[TASK DIRECTIONS] Return only those lines of the listing in which "that" appears.

[RECORDS FOR THIS TASK]
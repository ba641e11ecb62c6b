// Assignment graph: teams as nodes, the best validated trade per pair as the
// weighted edge.

use std::collections::{BTreeMap, BTreeSet};

use tracing::debug;

use crate::matching::max_weight_matching;
use crate::trade::validate::sort_by_score;
use crate::trade::ValidatedTrade;

/// Trade scores are scaled to integer milli-points for the matcher.
pub const SCORE_SCALE: f64 = 1000.0;

fn scaled(score: f64) -> i64 {
    (score * SCORE_SCALE).round() as i64
}

fn pair_key(a: &str, b: &str) -> (String, String) {
    if a <= b {
        (a.to_string(), b.to_string())
    } else {
        (b.to_string(), a.to_string())
    }
}

/// Undirected graph over the teams that appear in any validated trade.
#[derive(Debug, Clone, Default)]
pub struct AssignmentGraph {
    teams: Vec<String>,
    edges: BTreeMap<(String, String), ValidatedTrade>,
}

impl AssignmentGraph {
    /// Build the graph. When a pair has several trades the highest score is
    /// kept; on equal scores the earlier trade stays.
    pub fn build(trades: &[ValidatedTrade]) -> Self {
        let mut teams = BTreeSet::new();
        let mut edges: BTreeMap<(String, String), ValidatedTrade> = BTreeMap::new();

        for trade in trades {
            teams.insert(trade.team_a().to_string());
            teams.insert(trade.team_b().to_string());
            let key = pair_key(trade.team_a(), trade.team_b());
            match edges.get(&key) {
                Some(existing) if existing.trade_score >= trade.trade_score => {}
                _ => {
                    edges.insert(key, trade.clone());
                }
            }
        }

        AssignmentGraph {
            teams: teams.into_iter().collect(),
            edges,
        }
    }

    pub fn node_count(&self) -> usize {
        self.teams.len()
    }

    pub fn edge_count(&self) -> usize {
        self.edges.len()
    }

    pub fn teams(&self) -> &[String] {
        &self.teams
    }

    pub fn edge(&self, a: &str, b: &str) -> Option<&ValidatedTrade> {
        self.edges.get(&pair_key(a, b))
    }

    /// Maximum-weight matching that covers all `total_teams` teams, or `None`
    /// when the node count is wrong, odd, or no such matching exists.
    pub fn perfect_matching(&self, total_teams: usize) -> Option<Vec<ValidatedTrade>> {
        let n = self.node_count();
        if n == 0 || n != total_teams || n % 2 != 0 {
            debug!(
                "no perfect matching: {} teams in graph, {} expected",
                n, total_teams
            );
            return None;
        }

        let trades = self.solve();
        if trades.len() * 2 != n {
            debug!(
                "no perfect matching: best matching covers {} of {} teams",
                trades.len() * 2,
                n
            );
            return None;
        }
        Some(trades)
    }

    /// Maximum-weight matching among those covering as many teams as
    /// possible. Never fails; may be empty.
    pub fn max_matching(&self) -> Vec<ValidatedTrade> {
        self.solve()
    }

    fn solve(&self) -> Vec<ValidatedTrade> {
        let position: BTreeMap<&str, usize> = self
            .teams
            .iter()
            .enumerate()
            .map(|(i, team)| (team.as_str(), i))
            .collect();

        let mut weighted = Vec::with_capacity(self.edges.len());
        let mut by_index = BTreeMap::new();
        for ((a, b), trade) in &self.edges {
            let (Some(&i), Some(&j)) = (position.get(a.as_str()), position.get(b.as_str())) else {
                continue;
            };
            weighted.push((i, j, scaled(trade.trade_score)));
            by_index.insert((i.min(j), i.max(j)), trade);
        }

        let mates = max_weight_matching(self.teams.len(), &weighted, true);

        let mut chosen: Vec<ValidatedTrade> = mates
            .iter()
            .enumerate()
            .filter_map(|(i, mate)| {
                let j = (*mate)?;
                if i < j {
                    by_index.get(&(i, j)).map(|t| (*t).clone())
                } else {
                    None
                }
            })
            .collect();
        sort_by_score(&mut chosen);
        chosen
    }
}

#[cfg(test)]
pub(crate) mod tests {
    use super::*;
    use crate::position::{LineupSlot, Position};
    use crate::trade::{CandidateTrade, TradeKind};
    use crate::valuation::PlayerValue;

    /// A validated 1-for-1 between `a` and `b` with the given score.
    pub(crate) fn scored(a: &str, b: &str, score: f64) -> ValidatedTrade {
        ValidatedTrade {
            trade: CandidateTrade {
                kind: TradeKind::OneForOne,
                team_a: a.to_string(),
                team_b: b.to_string(),
                team_a_sends: vec![PlayerValue::new(
                    &format!("{a}-{b}-qb"),
                    "QB",
                    Position::Quarterback,
                    10.0,
                )],
                team_b_sends: vec![PlayerValue::new(
                    &format!("{a}-{b}-rb"),
                    "RB",
                    Position::RunningBack,
                    10.0,
                )],
                team_a_addresses: vec![LineupSlot::Rb],
                team_b_addresses: vec![LineupSlot::Qb],
            },
            team_a_gain: score / 2.0,
            team_b_gain: score / 2.0,
            value_delta_pct: 0.0,
            trade_score: score,
            is_fair: true,
        }
    }

    fn total(trades: &[ValidatedTrade]) -> f64 {
        trades.iter().map(|t| t.trade_score).sum()
    }

    fn team_name(i: usize) -> String {
        format!("Team{i:02}")
    }

    /// Best total over every perfect matching of `n` teams.
    fn brute_force_perfect(n: usize, score: &dyn Fn(usize, usize) -> f64) -> f64 {
        fn go(used: &mut Vec<bool>, score: &dyn Fn(usize, usize) -> f64) -> f64 {
            let Some(first) = used.iter().position(|u| !u) else {
                return 0.0;
            };
            used[first] = true;
            let mut best = f64::NEG_INFINITY;
            for other in first + 1..used.len() {
                if used[other] {
                    continue;
                }
                used[other] = true;
                best = best.max(score(first, other) + go(used, score));
                used[other] = false;
            }
            used[first] = false;
            best
        }
        go(&mut vec![false; n], score)
    }

    // -- construction --

    #[test]
    fn nodes_are_teams_in_any_trade() {
        let graph = AssignmentGraph::build(&[scored("B", "C", 4.0), scored("A", "B", 2.0)]);
        assert_eq!(graph.teams(), &["A", "B", "C"]);
        assert_eq!(graph.edge_count(), 2);
        assert!(graph.edge("C", "B").is_some());
        assert!(graph.edge("A", "C").is_none());
    }

    #[test]
    fn keeps_highest_scoring_edge_per_pair() {
        let graph = AssignmentGraph::build(&[
            scored("A", "B", 3.0),
            scored("A", "B", 9.0),
            scored("A", "B", 5.0),
        ]);
        assert_eq!(graph.edge_count(), 1);
        assert_eq!(graph.edge("A", "B").unwrap().trade_score, 9.0);
    }

    #[test]
    fn equal_scores_keep_first_trade() {
        let mut first = scored("A", "B", 6.0);
        first.value_delta_pct = 1.0;
        let mut second = scored("A", "B", 6.0);
        second.value_delta_pct = 2.0;
        let graph = AssignmentGraph::build(&[first, second]);
        assert_eq!(graph.edge("A", "B").unwrap().value_delta_pct, 1.0);
    }

    // -- perfect matching --

    #[test]
    fn odd_team_count_has_no_solution() {
        let graph = AssignmentGraph::build(&[
            scored("A", "B", 3.0),
            scored("B", "C", 3.0),
            scored("A", "C", 3.0),
        ]);
        assert_eq!(graph.perfect_matching(3), None);
    }

    #[test]
    fn node_count_must_equal_team_count() {
        let graph = AssignmentGraph::build(&[scored("A", "B", 3.0)]);
        assert!(graph.perfect_matching(4).is_none());
        assert_eq!(graph.perfect_matching(2).unwrap().len(), 1);
    }

    #[test]
    fn empty_graph_has_no_solution() {
        assert!(AssignmentGraph::build(&[]).perfect_matching(0).is_none());
        assert!(AssignmentGraph::build(&[]).max_matching().is_empty());
    }

    #[test]
    fn structurally_impossible_cover_fails() {
        // A star: B, C and D can only trade with A.
        let graph = AssignmentGraph::build(&[
            scored("A", "B", 3.0),
            scored("A", "C", 4.0),
            scored("A", "D", 5.0),
        ]);
        assert!(graph.perfect_matching(4).is_none());
        let partial = graph.max_matching();
        assert_eq!(partial.len(), 1);
        assert_eq!(partial[0].team_b(), "D");
    }

    #[test]
    fn zero_scores_still_match_perfectly() {
        let graph = AssignmentGraph::build(&[scored("A", "B", 0.0), scored("C", "D", 0.0)]);
        assert_eq!(graph.perfect_matching(4).unwrap().len(), 2);
    }

    #[test]
    fn twelve_teams_pick_six_disjoint_trades_with_best_total() {
        let n = 12;
        // Distinct scores for every pair.
        let score = |i: usize, j: usize| ((i * 31 + j * 17) % 97) as f64 + (i * n + j) as f64 / 1000.0;
        let mut trades = Vec::new();
        for i in 0..n {
            for j in i + 1..n {
                trades.push(scored(&team_name(i), &team_name(j), score(i, j)));
            }
        }

        let graph = AssignmentGraph::build(&trades);
        let chosen = graph.perfect_matching(n).expect("complete graph has a cover");
        assert_eq!(chosen.len(), 6);

        let mut seen = BTreeSet::new();
        for t in &chosen {
            assert!(seen.insert(t.team_a().to_string()));
            assert!(seen.insert(t.team_b().to_string()));
        }
        assert_eq!(seen.len(), 12);

        let best = brute_force_perfect(n, &score);
        assert!((total(&chosen) - best).abs() < 1e-6);
    }

    #[test]
    fn selection_is_sorted_by_score() {
        let graph = AssignmentGraph::build(&[
            scored("A", "B", 2.0),
            scored("C", "D", 8.0),
            scored("E", "F", 5.0),
        ]);
        let chosen = graph.perfect_matching(6).unwrap();
        let scores: Vec<f64> = chosen.iter().map(|t| t.trade_score).collect();
        assert_eq!(scores, vec![8.0, 5.0, 2.0]);
    }
}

[TASK OUTPUT]
/// Undirected graph over the teams that appear in any validated trade.
    /// Maximum-weight matching that covers all `total_teams` teams, or `None`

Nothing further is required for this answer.